[Saved entries]
★ ★ ★ ★
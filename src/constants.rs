//! Application constants and configuration

use std::time::Duration;

pub const APP_NAME: &str = "TIBCO Converter";
pub const APP_VERSION: &str = env!("CARGO_PKG_VERSION");

pub const DEFAULT_BACKEND_URL: &str = "http://localhost:8080";
pub const CONVERT_PATH: &str = "/usb-service-ics-tibco-to-java-converter/v1/files";
pub const DEFAULT_REQUEST_TIMEOUT_SECS: u64 = 300;
pub const REQUEST_TIMEOUT_RANGE_SECS: std::ops::RangeInclusive<u64> = 5..=3600;

/// Suffixes accepted for a single-file conversion
pub const SOURCE_EXTENSIONS: &[&str] = &["bw", "xml", "java", "properties"];
pub const ARCHIVE_EXTENSIONS: &[&str] = &["zip"];

pub const DEFAULT_STEP_DURATION: Duration = Duration::from_millis(3000);
pub const MAX_STEP_DURATION_MS: u64 = 60_000;
pub const DEFAULT_MOCK_SUCCESS_RATE: f64 = 0.7;

pub const GENERATED_SOURCE_NAME: &str = "ConvertedTibcoApplication.java";
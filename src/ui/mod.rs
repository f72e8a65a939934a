//! UI module - reusable widgets shared by the app views

pub mod components;
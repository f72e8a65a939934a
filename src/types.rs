//! Common types and data structures

use crate::output::ConversionOutput;
use crate::progress::ProgressTracker;
use serde::{Deserialize, Serialize};
use std::path::PathBuf;

/// Which kind of input the user is submitting
#[derive(Debug, Clone, Copy, PartialEq, Eq, Default, Serialize, Deserialize)]
pub enum ConversionMode {
    #[default]
    SingleFile,
    Repository,
    Project,
}

impl ConversionMode {
    pub const ALL: [ConversionMode; 3] = [
        ConversionMode::SingleFile,
        ConversionMode::Repository,
        ConversionMode::Project,
    ];

    pub fn label(self) -> &'static str {
        match self {
            ConversionMode::SingleFile => "Single File",
            ConversionMode::Repository => "Repository",
            ConversionMode::Project => "Project Archive",
        }
    }

    pub fn description(self) -> &'static str {
        match self {
            ConversionMode::SingleFile => "Upload your TIBCO BW files to begin the automated conversion process",
            ConversionMode::Repository => "Point at the TIBCO BW source repository and the repository that receives the Spring Boot code",
            ConversionMode::Project => "Upload a zipped TIBCO BW project with its configuration to the conversion service",
        }
    }

    /// Whether this mode talks to the remote conversion service
    pub fn uses_backend(self) -> bool {
        matches!(self, ConversionMode::Project)
    }
}

/// Validated, owned input for one submission
#[derive(Debug, Clone, PartialEq, Eq)]
pub enum ConversionRequest {
    SingleFile {
        source: PathBuf,
    },
    Repository {
        source_repo: String,
        target_repo: String,
    },
    Project {
        archive: PathBuf,
        work_dir: String,
        config: PathBuf,
        target_git: String,
    },
}

impl ConversionRequest {
    pub fn mode(&self) -> ConversionMode {
        match self {
            ConversionRequest::SingleFile { .. } => ConversionMode::SingleFile,
            ConversionRequest::Repository { .. } => ConversionMode::Repository,
            ConversionRequest::Project { .. } => ConversionMode::Project,
        }
    }
}

/// Lifecycle of the current conversion
#[derive(Debug, Clone, Default)]
pub enum ConversionStatus {
    #[default]
    Idle,
    Running,
    Succeeded(ConversionOutput),
    Failed(String),
}

impl ConversionStatus {
    pub fn is_running(&self) -> bool {
        matches!(self, ConversionStatus::Running)
    }

    pub fn is_finished(&self) -> bool {
        matches!(self, ConversionStatus::Succeeded(_) | ConversionStatus::Failed(_))
    }
}

/// State shared between the UI thread and the conversion task
#[derive(Debug, Default)]
pub struct ConversionState {
    pub status: ConversionStatus,
    pub progress: ProgressTracker,
    pub received_bytes: u64,
}

impl ConversionState {
    /// Reset for a new run
    pub fn start(&mut self, steps: usize) {
        self.status = ConversionStatus::Running;
        self.progress = ProgressTracker::new(steps);
        self.received_bytes = 0;
    }

    /// Hand a finished outcome to the UI exactly once
    pub fn take_finished(&mut self) -> Option<ConversionStatus> {
        if self.status.is_finished() {
            Some(std::mem::take(&mut self.status))
        } else {
            None
        }
    }
}

/// Visual variant of a toast notification
#[derive(Debug, Clone, Copy, PartialEq, Eq)]
pub enum ToastKind {
    Success,
    Error,
}

#[derive(Debug, Clone)]
pub struct Toast {
    pub kind: ToastKind,
    pub title: String,
    pub description: String,
    pub start: std::time::Instant,
}

impl Toast {
    pub fn new(kind: ToastKind, title: impl Into<String>, description: impl Into<String>) -> Self {
        Self {
            kind,
            title: title.into(),
            description: description.into(),
            start: std::time::Instant::now(),
        }
    }
}

#[cfg(test)]
mod tests {
    use super::*;

    #[test]
    fn only_project_mode_uses_backend() {
        assert!(!ConversionMode::SingleFile.uses_backend());
        assert!(!ConversionMode::Repository.uses_backend());
        assert!(ConversionMode::Project.uses_backend());
    }

    #[test]
    fn take_finished_returns_outcome_once() {
        let mut state = ConversionState::default();
        state.start(3);
        assert!(state.take_finished().is_none());

        state.status = ConversionStatus::Failed("boom".into());
        assert!(matches!(state.take_finished(), Some(ConversionStatus::Failed(_))));
        assert!(state.take_finished().is_none());
        assert!(matches!(state.status, ConversionStatus::Idle));
    }
}
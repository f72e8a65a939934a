//! Timed progress steps shown while a conversion runs

/// Labels of the animated steps, in order
pub const PROGRESS_STEPS: [&str; 3] = [
    "Analyzing TIBCO BW Source Code",
    "Generating Spring Boot Code",
    "Preparing Output for Download",
];

#[derive(Debug, Clone, Copy, PartialEq, Eq)]
pub enum StepState {
    Pending,
    Active,
    Completed,
}

/// Counts completed steps out of a fixed total
#[derive(Debug, Clone, Copy, PartialEq, Eq, Default)]
pub struct ProgressTracker {
    completed: usize,
    total: usize,
}

impl ProgressTracker {
    pub fn new(total: usize) -> Self {
        Self { completed: 0, total }
    }

    /// Index of the step currently animating
    pub fn active_step(&self) -> Option<usize> {
        (self.completed < self.total).then_some(self.completed)
    }

    /// Mark the active step as elapsed. Saturates at `total`.
    pub fn advance(&mut self) {
        if self.completed < self.total {
            self.completed += 1;
        }
    }

    pub fn fraction(&self) -> f32 {
        if self.total == 0 {
            return 0.0;
        }
        (self.completed as f32 / self.total as f32).clamp(0.0, 1.0)
    }

    pub fn is_complete(&self) -> bool {
        self.total > 0 && self.completed >= self.total
    }

    pub fn step_state(&self, idx: usize) -> StepState {
        if idx < self.completed {
            StepState::Completed
        } else if Some(idx) == self.active_step() {
            StepState::Active
        } else {
            StepState::Pending
        }
    }
}

#[cfg(test)]
mod tests {
    use super::*;

    #[test]
    fn fraction_never_exceeds_one() {
        let mut p = ProgressTracker::new(PROGRESS_STEPS.len());
        for _ in 0..10 {
            p.advance();
            assert!(p.fraction() <= 1.0);
        }
        assert!(p.is_complete());
        assert_eq!(p.fraction(), 1.0);
    }

    #[test]
    fn complete_only_after_every_step() {
        let mut p = ProgressTracker::new(3);
        assert_eq!(p.active_step(), Some(0));
        p.advance();
        p.advance();
        assert!(!p.is_complete());
        assert_eq!(p.active_step(), Some(2));
        p.advance();
        assert!(p.is_complete());
        assert_eq!(p.active_step(), None);
    }

    #[test]
    fn step_states_follow_progress() {
        let mut p = ProgressTracker::new(3);
        p.advance();
        assert_eq!(p.step_state(0), StepState::Completed);
        assert_eq!(p.step_state(1), StepState::Active);
        assert_eq!(p.step_state(2), StepState::Pending);
    }

    #[test]
    fn empty_tracker_is_never_complete() {
        let mut p = ProgressTracker::default();
        p.advance();
        assert_eq!(p.fraction(), 0.0);
        assert!(!p.is_complete());
    }
}
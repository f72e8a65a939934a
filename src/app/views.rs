//! Main window rendering: header, form card, progress, output card, footer

use super::App;
use crate::constants::{APP_VERSION, ARCHIVE_EXTENSIONS, SOURCE_EXTENSIONS};
use crate::form::extension_list;
use crate::progress::{ProgressTracker, PROGRESS_STEPS};
use crate::theme;
use crate::types::ConversionMode;
use crate::ui::components::{field_label, file_picker, primary_button, step_row, text_input};
use crate::utils::format_bytes;
use eframe::egui;
use egui_phosphor::regular as icons;

const STEP_ICONS: [&str; 3] = [icons::ROBOT, icons::LIGHTNING, icons::FILE_CODE];

impl App {
    pub fn render_main(&mut self, ui: &mut egui::Ui, ctx: &egui::Context) {
        let (running, progress, received) = {
            let s = self.conversion_state.lock().unwrap();
            (s.status.is_running(), s.progress, s.received_bytes)
        };

        egui::ScrollArea::vertical().auto_shrink([false; 2]).show(ui, |ui| {
            let width = ui.available_width().min(theme::CONTENT_MAX_WIDTH);
            let side = ((ui.available_width() - width) / 2.0).max(0.0);
            ui.horizontal(|ui| {
                ui.add_space(side);
                ui.vertical(|ui| {
                    ui.set_width(width);
                    self.render_header(ui);
                    ui.add_space(theme::SPACING_XL * 2.0);
                    theme::card_frame().show(ui, |ui| {
                        self.render_form(ui, ctx, running, progress, received);
                    });
                    if self.output.is_some() {
                        ui.add_space(theme::SPACING_XL * 2.0);
                        self.render_output(ui, ctx);
                    }
                    ui.add_space(theme::SPACING_XL * 3.0);
                    Self::render_footer(ui);
                });
            });
        });
    }

    fn render_header(&mut self, ui: &mut egui::Ui) {
        ui.add_space(theme::SPACING_XL);
        ui.horizontal(|ui| {
            ui.with_layout(egui::Layout::right_to_left(egui::Align::Center), |ui| {
                if ui
                    .add(theme::button(icons::GEAR).min_size(egui::vec2(32.0, 32.0)))
                    .on_hover_text("Settings")
                    .clicked()
                {
                    self.open_settings();
                }
            });
        });
        ui.vertical_centered(|ui| {
            ui.horizontal(|ui| {
                let title = "TIBCO to Spring Boot Converter";
                let title_w = ui.fonts(|f| {
                    f.layout_no_wrap(title.to_string(), egui::FontId::proportional(theme::FONT_HERO), theme::ACCENT)
                        .rect
                        .width()
                });
                let total = theme::LOGO_SIZE + theme::SPACING_LG + title_w;
                ui.add_space(((ui.available_width() - total) / 2.0).max(0.0));
                if let Some(tex) = &self.logo_texture {
                    ui.add(egui::Image::new(egui::load::SizedTexture::from_handle(tex)).fit_to_exact_size(egui::vec2(theme::LOGO_SIZE, theme::LOGO_SIZE)));
                }
                ui.add_space(theme::SPACING_LG - ui.spacing().item_spacing.x);
                ui.label(
                    egui::RichText::new(title)
                        .size(theme::FONT_HERO)
                        .strong()
                        .color(theme::ACCENT),
                );
            });
            ui.add_space(theme::SPACING_MD);
            ui.label(
                egui::RichText::new(
                    "Transform your TIBCO BusinessWorks source code into modern Spring Boot applications with the power of AI-driven code generation.",
                )
                .size(theme::FONT_HEADING)
                .color(theme::TEXT_MUTED),
            );
        });
    }

    fn render_form(
        &mut self,
        ui: &mut egui::Ui,
        ctx: &egui::Context,
        running: bool,
        progress: ProgressTracker,
        received: u64,
    ) {
        ui.vertical_centered(|ui| {
            ui.label(
                egui::RichText::new(format!("{}  AI-Powered Code Conversion", icons::LIGHTNING))
                    .size(theme::FONT_TITLE)
                    .strong()
                    .color(theme::TEXT_PRIMARY),
            );
            ui.label(
                egui::RichText::new(self.form.mode.description())
                    .size(theme::FONT_BODY)
                    .color(theme::TEXT_MUTED),
            );
        });
        ui.add_space(theme::SPACING_LG);

        // Mode selector
        ui.add_enabled_ui(!running, |ui| {
            ui.horizontal(|ui| {
                for mode in ConversionMode::ALL {
                    let selected = self.form.mode == mode;
                    let text = egui::RichText::new(mode.label()).color(if selected {
                        theme::TEXT_PRIMARY
                    } else {
                        theme::TEXT_MUTED
                    });
                    if ui.selectable_label(selected, text).clicked() && !selected {
                        self.form.mode = mode;
                    }
                }
            });
        });
        ui.add_space(theme::SPACING_MD);

        self.render_fields(ui, !running);
        ui.add_space(theme::SPACING_LG);

        if running {
            Self::render_progress(ui, progress, received);
        } else {
            self.render_placeholder(ui);
        }
        ui.add_space(theme::SPACING_LG);

        let (icon, label) = if running {
            (icons::CIRCLE_NOTCH, "Converting Code...")
        } else {
            (icons::LIGHTNING, "Convert to Spring Boot")
        };
        let enabled = !running && self.form.can_submit();
        let clicked = primary_button(ui, icon, label, enabled);
        if !running && !enabled {
            let missing = self.form.missing_fields().join(", ");
            ui.vertical_centered(|ui| {
                ui.label(
                    egui::RichText::new(format!("Required: {}", missing))
                        .size(theme::FONT_SMALL)
                        .color(theme::TEXT_DIM),
                );
            });
        }
        if clicked {
            self.submit(ctx);
        }
    }

    fn render_fields(&mut self, ui: &mut egui::Ui, enabled: bool) {
        match self.form.mode {
            ConversionMode::SingleFile => {
                field_label(ui, "Upload TIBCO BW Files");
                file_picker(ui, &mut self.form.source_file, "TIBCO BW sources", SOURCE_EXTENSIONS, enabled);
            }
            ConversionMode::Repository => {
                field_label(ui, "TIBCO BW Source Repository URL");
                text_input(ui, &mut self.form.source_repo, "https://git.example.com/team/bw-project.git", enabled);
                ui.add_space(theme::SPACING_SM);
                field_label(ui, "Target Spring Boot Repository URL");
                text_input(ui, &mut self.form.target_repo, "https://git.example.com/team/spring-service.git", enabled);
            }
            ConversionMode::Project => {
                field_label(ui, "TIBCO BW Project Archive (.zip)");
                file_picker(ui, &mut self.form.project_archive, "Project archive", ARCHIVE_EXTENSIONS, enabled);
                ui.add_space(theme::SPACING_SM);
                field_label(ui, "Work Directory");
                text_input(ui, &mut self.form.work_dir, "Project folder name inside the archive", enabled);
                ui.add_space(theme::SPACING_SM);
                field_label(ui, "Configuration File");
                file_picker(ui, &mut self.form.config_file, "Configuration", &["properties", "xml", "yml", "yaml", "json"], enabled);
                ui.add_space(theme::SPACING_SM);
                field_label(ui, "Target Git Repository");
                text_input(ui, &mut self.form.target_git, "https://git.example.com/team/spring-service.git", enabled);
            }
        }
    }

    fn render_progress(ui: &mut egui::Ui, progress: ProgressTracker, received: u64) {
        theme::section_frame().show(ui, |ui| {
            ui.vertical_centered(|ui| {
                ui.label(
                    egui::RichText::new("AI Conversion in Progress")
                        .size(theme::FONT_HEADING)
                        .strong()
                        .color(theme::TEXT_PRIMARY),
                );
            });
            ui.add_space(theme::SPACING_MD);
            let fraction = progress.fraction();
            let bar = egui::ProgressBar::new(ui.ctx().animate_value_with_time(
                egui::Id::new("conversion_progress"),
                fraction,
                0.8,
            ))
            .desired_height(10.0)
            .corner_radius(5.0)
            .fill(theme::ACCENT);
            ui.add(bar);
            ui.add_space(theme::SPACING_LG);

            for (idx, label) in PROGRESS_STEPS.iter().enumerate() {
                step_row(ui, label, STEP_ICONS[idx], progress.step_state(idx));
            }

            if received > 0 {
                ui.add_space(theme::SPACING_SM);
                ui.label(
                    egui::RichText::new(format!("Received {}", format_bytes(received)))
                        .size(theme::FONT_SMALL)
                        .color(theme::TEXT_MUTED),
                );
            }
        });
    }

    fn render_placeholder(&self, ui: &mut egui::Ui) {
        let ready = self.form.can_submit();
        let (icon, title, detail) = match (ready, self.form.mode) {
            (true, _) => (
                icons::ROBOT,
                "Ready to convert your TIBCO BW code".to_string(),
                "Click the button below to start the AI-powered conversion".to_string(),
            ),
            (false, ConversionMode::SingleFile) => (
                icons::UPLOAD_SIMPLE,
                "Upload your TIBCO BW files".to_string(),
                format!("Supported formats: {}", extension_list(SOURCE_EXTENSIONS)),
            ),
            (false, ConversionMode::Repository) => (
                icons::GIT_BRANCH,
                "Enter the source and target repositories".to_string(),
                "Both repository URLs are required".to_string(),
            ),
            (false, ConversionMode::Project) => (
                icons::ARCHIVE,
                "Upload your zipped TIBCO BW project".to_string(),
                "Archive, work directory, configuration and target repository are required".to_string(),
            ),
        };

        theme::placeholder_frame().show(ui, |ui| {
            ui.set_width(ui.available_width());
            ui.vertical_centered(|ui| {
                ui.label(egui::RichText::new(icon).size(40.0).color(theme::TEXT_DIM));
                ui.add_space(theme::SPACING_SM);
                ui.label(egui::RichText::new(title).strong().color(theme::TEXT_SECONDARY));
                ui.label(egui::RichText::new(detail).size(theme::FONT_LABEL).color(theme::TEXT_DIM));
            });
        });
    }

    fn render_output(&mut self, ui: &mut egui::Ui, ctx: &egui::Context) {
        let Some(output) = self.output.clone() else {
            return;
        };

        theme::output_frame().show(ui, |ui| {
            ui.horizontal(|ui| {
                ui.colored_label(theme::STATUS_SUCCESS, icons::CODE);
                let heading = if output.text().is_some() {
                    "Generated Spring Boot Code"
                } else {
                    "Converted Spring Boot Project"
                };
                ui.label(egui::RichText::new(heading).size(theme::FONT_TITLE).strong());
                ui.with_layout(egui::Layout::right_to_left(egui::Align::Center), |ui| {
                    ui.label(
                        egui::RichText::new(output.completed_at.format("%H:%M:%S").to_string())
                            .size(theme::FONT_SMALL)
                            .color(theme::TEXT_DIM),
                    );
                });
            });
            ui.add_space(theme::SPACING_SM);

            ui.horizontal(|ui| {
                if ui.add(theme::button_accent(format!("{}  Download", icons::DOWNLOAD_SIMPLE))).clicked() {
                    self.save_output_dialog();
                }
                if ui
                    .add(theme::button(format!("{}  Save to Output Folder", icons::FLOPPY_DISK)))
                    .clicked()
                {
                    self.save_output_quick();
                }
                if output.text().is_some()
                    && ui.add(theme::button(format!("{}  Copy Code", icons::COPY))).clicked()
                {
                    self.copy_output(ctx);
                }
                if self.last_saved.is_some()
                    && ui.add(theme::button(format!("{}  Open Folder", icons::FOLDER_OPEN))).clicked()
                {
                    self.open_output_folder();
                }
            });
            ui.add_space(theme::SPACING_SM);

            match output.text() {
                Some(code) => {
                    let mut shown = code;
                    egui::ScrollArea::vertical()
                        .max_height(theme::OUTPUT_MIN_HEIGHT * 1.5)
                        .show(ui, |ui| {
                            ui.add(
                                egui::TextEdit::multiline(&mut shown)
                                    .font(egui::TextStyle::Monospace)
                                    .desired_width(f32::INFINITY)
                                    .desired_rows(20)
                                    .min_size(egui::vec2(0.0, theme::OUTPUT_MIN_HEIGHT)),
                            );
                        });
                }
                None => {
                    ui.horizontal(|ui| {
                        ui.colored_label(theme::ACCENT, icons::FILE_ZIP);
                        ui.label(
                            egui::RichText::new(format!("{}  ({})", output.file_name, format_bytes(output.size())))
                                .color(theme::TEXT_SECONDARY),
                        );
                    });
                }
            }

            if let Some(path) = &self.last_saved {
                ui.add_space(theme::SPACING_SM);
                ui.label(
                    egui::RichText::new(format!("Saved to {}", path.display()))
                        .size(theme::FONT_SMALL)
                        .color(theme::STATUS_SUCCESS),
                );
            }
        });
    }

    fn render_footer(ui: &mut egui::Ui) {
        ui.vertical_centered(|ui| {
            ui.label(
                egui::RichText::new(format!("{}  v{}  –  Powered by Azure OpenAI", icons::ROBOT, APP_VERSION))
                    .size(theme::FONT_LABEL)
                    .color(theme::TEXT_MUTED),
            );
            ui.label(
                egui::RichText::new("© 2025 ABC. Advanced AI-driven code transformation platform.")
                    .size(theme::FONT_SMALL)
                    .color(theme::TEXT_DIM),
            );
        });
        ui.add_space(theme::SPACING_XL);
    }
}
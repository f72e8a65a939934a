//! Utility functions

use crate::constants::APP_NAME;
use std::path::PathBuf;

// Square viewBox, for the window/taskbar icon and the header logo
pub const ICON_SVG: &str = r##"<svg xmlns="http://www.w3.org/2000/svg" viewBox="0 0 64 64"><rect x="2" y="2" width="60" height="60" rx="12" fill="#082474"/><path d="M14 22h18v-8l14 14-14 14v-8H14z" fill="#38bdf8"/><path d="M50 42H32v8L18 36" fill="none" stroke="#fff" stroke-width="4" stroke-linejoin="round"/></svg>"##;

/// Rasterize the icon SVG to a square RGBA image.
pub fn rasterize_icon(size: u32) -> Option<(Vec<u8>, u32, u32)> {
    let tree = resvg::usvg::Tree::from_str(ICON_SVG, &resvg::usvg::Options::default()).ok()?;
    let scale = size as f32 / tree.size().width();
    let mut pixmap = resvg::tiny_skia::Pixmap::new(size, size)?;
    resvg::render(
        &tree,
        resvg::usvg::Transform::from_scale(scale, scale),
        &mut pixmap.as_mut(),
    );
    Some((premul_to_straight(&pixmap), size, size))
}

fn premul_to_straight(pixmap: &resvg::tiny_skia::Pixmap) -> Vec<u8> {
    pixmap
        .pixels()
        .iter()
        .flat_map(|p| {
            let a = p.alpha();
            if a == 0 {
                [0, 0, 0, 0]
            } else {
                let r = (p.red() as u16 * 255 / a as u16) as u8;
                let g = (p.green() as u16 * 255 / a as u16) as u8;
                let b = (p.blue() as u16 * 255 / a as u16) as u8;
                [r, g, b, a]
            }
        })
        .collect()
}

/// Per-user directory for settings and logs
pub fn get_data_dir() -> PathBuf {
    dirs::data_local_dir()
        .unwrap_or_else(|| PathBuf::from("."))
        .join(APP_NAME)
}

/// Format bytes into human-readable string (B, KB, MB)
pub fn format_bytes(bytes: u64) -> String {
    const KB: u64 = 1024;
    const MB: u64 = KB * 1024;
    if bytes >= MB {
        format!("{:.1} MB", bytes as f64 / MB as f64)
    } else if bytes >= KB {
        format!("{:.1} KB", bytes as f64 / KB as f64)
    } else {
        format!("{} B", bytes)
    }
}

#[cfg(test)]
mod tests {
    use super::*;

    #[test]
    fn formats_bytes() {
        assert_eq!(format_bytes(512), "512 B");
        assert_eq!(format_bytes(2048), "2.0 KB");
        assert_eq!(format_bytes(5 * 1024 * 1024 + 512 * 1024), "5.5 MB");
    }

    #[test]
    fn icon_rasterizes_to_requested_size() {
        let (rgba, w, h) = rasterize_icon(32).unwrap();
        assert_eq!((w, h), (32, 32));
        assert_eq!(rgba.len(), 32 * 32 * 4);
    }
}
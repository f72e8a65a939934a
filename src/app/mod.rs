//! App module - contains the main application state and logic

mod conversion;
mod modals;
mod output;
mod toasts;
mod views;

use crate::form::FormState;
use crate::output::ConversionOutput;
use crate::settings::Settings;
use crate::theme;
use crate::types::*;
use crate::utils::rasterize_icon;
use eframe::egui;
use std::path::PathBuf;
use std::sync::{Arc, Mutex};

// ============================================================================
// APP STATE
// ============================================================================

pub struct App {
    pub(crate) form: FormState,
    pub(crate) settings: Settings,
    pub(crate) data_dir: PathBuf,
    pub(crate) logo_texture: Option<egui::TextureHandle>,
    // Conversion
    pub(crate) conversion_state: Arc<Mutex<ConversionState>>,
    pub(crate) runtime: tokio::runtime::Runtime,
    pub(crate) output: Option<ConversionOutput>,
    pub(crate) last_saved: Option<PathBuf>,
    // Settings modal (edited copy, applied on save)
    pub(crate) show_settings: bool,
    pub(crate) settings_draft: Settings,
    // Toast notification
    pub(crate) toast: Option<Toast>,
    // Window
    pub(crate) window_pos: Option<egui::Pos2>,
    pub(crate) window_size: Option<egui::Vec2>,
    pub(crate) needs_center: bool,
}

// ============================================================================
// APP INITIALIZATION & HELPERS
// ============================================================================

impl App {
    pub fn new(
        cc: &eframe::CreationContext<'_>,
        settings: Settings,
        data_dir: PathBuf,
        runtime: tokio::runtime::Runtime,
    ) -> Self {
        cc.egui_ctx.set_theme(egui::Theme::Dark);

        let mut fonts = egui::FontDefinitions::default();
        egui_phosphor::add_to_fonts(&mut fonts, egui_phosphor::Variant::Regular);
        cc.egui_ctx.set_fonts(fonts);

        theme::apply_visuals(&cc.egui_ctx);

        let logo_texture = rasterize_icon(theme::LOGO_SIZE as u32 * 2).map(|(rgba, w, h)| {
            cc.egui_ctx.load_texture(
                "logo",
                egui::ColorImage::from_rgba_unmultiplied([w as usize, h as usize], &rgba),
                egui::TextureOptions::LINEAR,
            )
        });

        let form = FormState {
            mode: settings.mode,
            ..Default::default()
        };

        Self {
            form,
            settings_draft: settings.clone(),
            settings,
            data_dir,
            logo_texture,
            conversion_state: Arc::new(Mutex::new(ConversionState::default())),
            runtime,
            output: None,
            last_saved: None,
            show_settings: false,
            toast: None,
            window_pos: None,
            window_size: None,
            needs_center: false,
        }
    }

    pub fn save_settings(&mut self) {
        self.settings.window_x = self.window_pos.map(|p| p.x);
        self.settings.window_y = self.window_pos.map(|p| p.y);
        self.settings.window_w = self.window_size.map(|s| s.x);
        self.settings.window_h = self.window_size.map(|s| s.y);
        self.settings.mode = self.form.mode;
        self.settings.save(&self.data_dir);
    }

    pub fn is_converting(&self) -> bool {
        self.conversion_state.lock().unwrap().status.is_running()
    }

    pub fn notify(&mut self, kind: ToastKind, title: impl Into<String>, description: impl Into<String>) {
        self.toast = Some(Toast::new(kind, title, description));
    }
}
★ ★ ★ ★
- **REQUIREMENT**: Say how many lines above contain the string "bool". Answer with the number only.

- **RESULT FOR THIS TASK**: 9